● **What to work on**: Collect each line of the records containing the string "rates".

● **Source material**:

impl<G, O, I> EvolutionDriver<G, O, I>
where
    G: Genotype,
    O: Oracle<G>,
    I: FnMut(&O, &mut Pcg64) -> Result<G, OracleError>,
{
    /// Creates a driver in the `Init` stage.
    ///
    /// `initializer` produces candidate genotypes for the initial population
    /// (and replacements for initial individuals whose evaluation fails);
    /// every candidate goes through the validity gate.
    /// [`variation::seeded`] builds one from a single seed genotype.
    ///
    /// # Errors
    ///
    /// A configuration error, reported at stage `Init` with no completed
    /// generation.
    pub fn new(config: EvolutionConfig, oracle: O, initializer: I) -> Result<Self, RunError> {
        config.validate().map_err(|err| RunError {
            stage: Stage::Init,
            last_generation: None,
            source: err.into(),
        })?;
        Ok(Self {
            population: PopulationManager::new(config.replacement.islands()),
            gate: ValidityGate::new(config.max_validity_retries),
            evaluator: BatchEvaluator::new(config.evaluation_workers),
            archive: config
                .quality_diversity
                .map(|qd| EliteArchive::new(qd.resolution)),
            rng: Pcg64::seed_from_u64(config.seed),
            config,
            oracle,
            initializer,
            stage: Stage::Init,
            generation: 0,
            completed: None,
            mating_pools: vec![],
            offspring: vec![],
            summaries: vec![],
            counters: Counters::default(),
            stop_reason: None,
            cancel: CancelToken::default(),
        })
    }

    pub fn config(&self) -> &EvolutionConfig {
        &self.config
    }

    pub fn oracle(&self) -> &O {
        &self.oracle
    }

    pub fn stage(&self) -> Stage {
        self.stage
    }

    pub fn generation(&self) -> u64 {
        self.generation
    }

    pub fn population(&self) -> &PopulationManager<G> {
        &self.population
    }

    pub fn summaries(&self) -> &[GenerationSummary] {
        &self.summaries
    }

    pub fn archive(&self) -> Option<&EliteArchive<G>> {
        self.archive.as_ref()
    }

    pub fn stop_reason(&self) -> Option<StopReason> {
        self.stop_reason
    }

    /// A handle that stops the run at the next generation boundary.
    pub fn cancel_token(&self) -> CancelToken {
        self.cancel.clone()
    }

    /// Uses an existing token, e.g. one already handed to the oracle or to
    /// a signal handler.
    pub fn with_cancel_token(mut self, token: CancelToken) -> Self {
        self.cancel = token;
        self
    }

    /// Runs the state machine to `Done` and reports the result.
    pub fn run(&mut self) -> Result<RunReport<G>, RunError> {
        while self.stage != Stage::Done {
            self.advance()?;
        }
        Ok(self.report())
    }

    /// Executes the current stage and moves to the next one, which is
    /// returned. `Done` is absorbing.
    ///
    /// After an error the driver stays in the failed stage; it should be
    /// dropped.
    pub fn advance(&mut self) -> Result<Stage, RunError> {
        let stage = self.stage;
        let next = match stage {
            Stage::Init => self.initialize().map(|()| Stage::EvaluatingInitial),
            Stage::EvaluatingInitial => self.evaluate_initial().map(|()| Stage::CheckTermination),
            Stage::Selecting => {
                self.select_parents();
                Ok(Stage::Varying)
            }
            Stage::Varying => self.vary().map(|()| Stage::EvaluatingOffspring),
            Stage::EvaluatingOffspring => self.evaluate_offspring().map(|()| Stage::Replacing),
            Stage::Replacing => {
                self.replace();
                Ok(Stage::CheckTermination)
            }
            Stage::CheckTermination => Ok(self.check_termination()),
            Stage::Done => Ok(Stage::Done),
        };
        match next {
            Ok(next) => {
                self.stage = next;
                Ok(next)
            }
            Err(source) => Err(RunError {
                stage,
                last_generation: self.completed,
                source,
            }),
        }
    }

    fn report(&self) -> RunReport<G> {
        RunReport {
            best: self.population.best().cloned(),
            population: self.population.members().cloned().collect(),
            generations: self.generation,
            stop_reason: self.stop_reason.unwrap_or(StopReason::GenerationLimit),
            summaries: self.summaries.clone(),
            archive: self.archive.clone(),
        }
    }

    fn initialize(&mut self) -> Result<(), EvolutionError> {
        let Self {
            config,
            oracle,
            initializer,
            population,
            gate,
            evaluator,
            rng,
            ..
        } = self;
        let oracle = &*oracle;
        population.initialize(config.population_size, oracle, gate, || {
            initializer(oracle, rng)
        })?;
        info!(
            population = population.len(),
            islands = population.island_count(),
            workers = evaluator.workers(),
            "initial population created"
        );
        Ok(())
    }

    fn evaluate_initial(&mut self) -> Result<(), EvolutionError> {
        let batch = self.population.take_all();
        let batch = self.evaluate_batch(batch, Origin::Initial)?;
        self.population.restore(batch);
        self.completed = Some(0);
        self.record_summary();
        Ok(())
    }

    fn select_parents(&mut self) {
        let islands = self.population.island_count();
        self.mating_pools = (0..islands)
            .map(|island| {
                let size = self.population.island(island).len();
                let k = self.config.replacement.offspring_count(size);
                self.population
                    .select(island, k, &self.config.selection, &mut self.rng)
            })
            .collect();
    }

    fn vary(&mut self) -> Result<(), EvolutionError> {
        let mut offspring = Vec::new();
        for island in 0..self.mating_pools.len() {
            for _ in 0..self.mating_pools[island].len() {
                let genotype = self.breed(island)?;
                offspring.push(self.population.admit(genotype, island));
            }
        }
        debug!(generation = self.generation, offspring = offspring.len(), "offspring bred");
        self.offspring = offspring;
        Ok(())
    }

    fn evaluate_offspring(&mut self) -> Result<(), EvolutionError> {
        let batch = std::mem::take(&mut self.offspring);
        self.offspring = self.evaluate_batch(batch, Origin::Offspring)?;
        Ok(())
    }

    fn replace(&mut self) {
        let offspring = std::mem::take(&mut self.offspring);
        let niches = self.config.quality_diversity.map(|qd| qd.resolution);
        self.population
            .replace(offspring, &self.config.replacement, niches);
        self.generation += 1;
        if let Some(migrants) = self.config.replacement.migrants_after(self.generation) {
            self.population.migrate(migrants);
            debug!(generation = self.generation, migrants, "islands exchanged migrants");
        }
        self.mating_pools.clear();
        self.completed = Some(self.generation);
        self.record_summary();
    }

    fn check_termination(&mut self) -> Stage {
        let best = self
            .population
            .best()
            .and_then(Individual::primary_fitness);
        let reason = if self.cancel.is_cancelled() {
            Some(StopReason::Cancelled)
        } else if self
            .config
            .fitness_threshold
            .is_some_and(|threshold| best.is_some_and(|b| b >= threshold))
        {
            Some(StopReason::ThresholdReached)
        } else if self.generation >= self.config.generation_limit {
            Some(StopReason::GenerationLimit)
        } else {
            None
        };

        match reason {
            Some(reason) => {
                info!(
                    ?reason,
                    generations = self.generation,
                    best = ?best,
                    "run finished"
                );
                self.stop_reason = Some(reason);
                Stage::Done
            }
            None => Stage::Selecting,
        }
    }

    /// Evaluates every unevaluated member of `batch`, regenerating the ones
    /// whose evaluation fails until the whole batch carries a fitness.
    fn evaluate_batch(
        &mut self,
        mut batch: Vec<Individual<G>>,
        origin: Origin,
    ) -> Result<Vec<Individual<G>>, EvolutionError> {
        loop {
            let mut results = self.evaluator.evaluate(&self.oracle, &batch);
            if results.is_empty() {
                break;
            }
            let mut failed = Vec::new();
            for (slot, individual) in batch.iter_mut().enumerate() {
                let Some(result) = results.remove(&individual.id) else {
                    continue;
                };
                let window = self.config.population_size;
                match result {
                    Ok(evaluation) if !evaluation.criteria.is_empty() => {
                        self.counters.record(false, window);
                        individual.fitness = Some(Fitness(evaluation.criteria));
                        individual.descriptor = evaluation.descriptor;
                    }
                    outcome => {
                        let error = outcome.err().unwrap_or_else(|| {
                            OracleError::EvaluationFailure("no criteria returned".to_string())
                        });
                        self.counters.record(true, window);
                        warn!(
                            id = individual.id,
                            generation = self.generation,
                            %error,
                            "evaluation failed, regenerating individual"
                        );
                        failed.push(slot);
                    }
                }
            }
            self.check_failure_rate()?;
            for slot in failed {
                let island = batch[slot].island;
                let genotype = match origin {
                    Origin::Initial => self.spawn()?,
                    Origin::Offspring => self.breed(island)?,
                };
                batch[slot] = self.population.admit(genotype, island);
            }
        }

        if let Some(archive) = &mut self.archive {
            for individual in &batch {
                archive.insert(individual);
            }
        }
        Ok(batch)
    }

    /// Escalates when the failure rate over the last `population_size`
    /// evaluations exceeds the configured maximum.
    fn check_failure_rate(&self) -> Result<(), EvolutionError> {
        let rate = self
            .counters
            .recent_failure_rate(self.config.population_size);
        if rate.is_some_and(|rate| rate > self.config.max_evaluation_failure_rate as f64) {
            return Err(EvolutionError::OracleUnavailable {
                failures: self.counters.run_failures,
                evaluations: self.counters.run_evaluations,
            });
        }
        Ok(())
    }

    /// A fresh gate-approved genotype from the initializer.
    fn spawn(&mut self) -> Result<G, EvolutionError> {
        let Self {
            oracle,
            initializer,
            gate,
            rng,
            ..
        } = self;
        let oracle = &*oracle;
        gate.produce_valid(oracle, || initializer(oracle, rng))
    }

    /// A gate-approved offspring genotype bred from an island's mating pool.
    fn breed(&mut self, island: usize) -> Result<G, EvolutionError> {
        let Self {
            config,
            oracle,
            population,
            gate,
            rng,
            mating_pools,
            ..
        } = self;
        let oracle = &*oracle;
        let members = population.island(island);
        let pool = mating_pools.get(island).map_or(&[][..], Vec::as_slice);
        let rates = VariationRates {
            mutation: config.mutation_rate,
            crossover: config.crossover_rate,
        };
        let fallback = config.variation_fallback;
        gate.produce_valid(oracle, || {
            variation::breed(oracle, members, pool, rates, fallback, rng)
        })
    }

    fn record_summary(&mut self) {
        let mut summary = GenerationSummary::from_members(self.generation, self.population.members());
        summary.evaluations = std::mem::take(&mut self.counters.evaluations);
        summary.evaluation_failures = std::mem::take(&mut self.counters.failures);
        summary.gate = self.gate.take_stats();
        summary.archive_size = self.archive.as_ref().map(EliteArchive::len);
        info!(
            generation = summary.generation,
            best = ?summary.best,
            mean = ?summary.mean,
            worst = ?summary.worst,
            evaluations = summary.evaluations,
            evaluation_failures = summary.evaluation_failures,
            rejected = summary.gate.rejected,
            "generation complete"
        );
        self.summaries.push(summary);
    }
}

● **Exercise output**:
        let rates = VariationRates {
            variation::breed(oracle, members, pool, rates, fallback, rng)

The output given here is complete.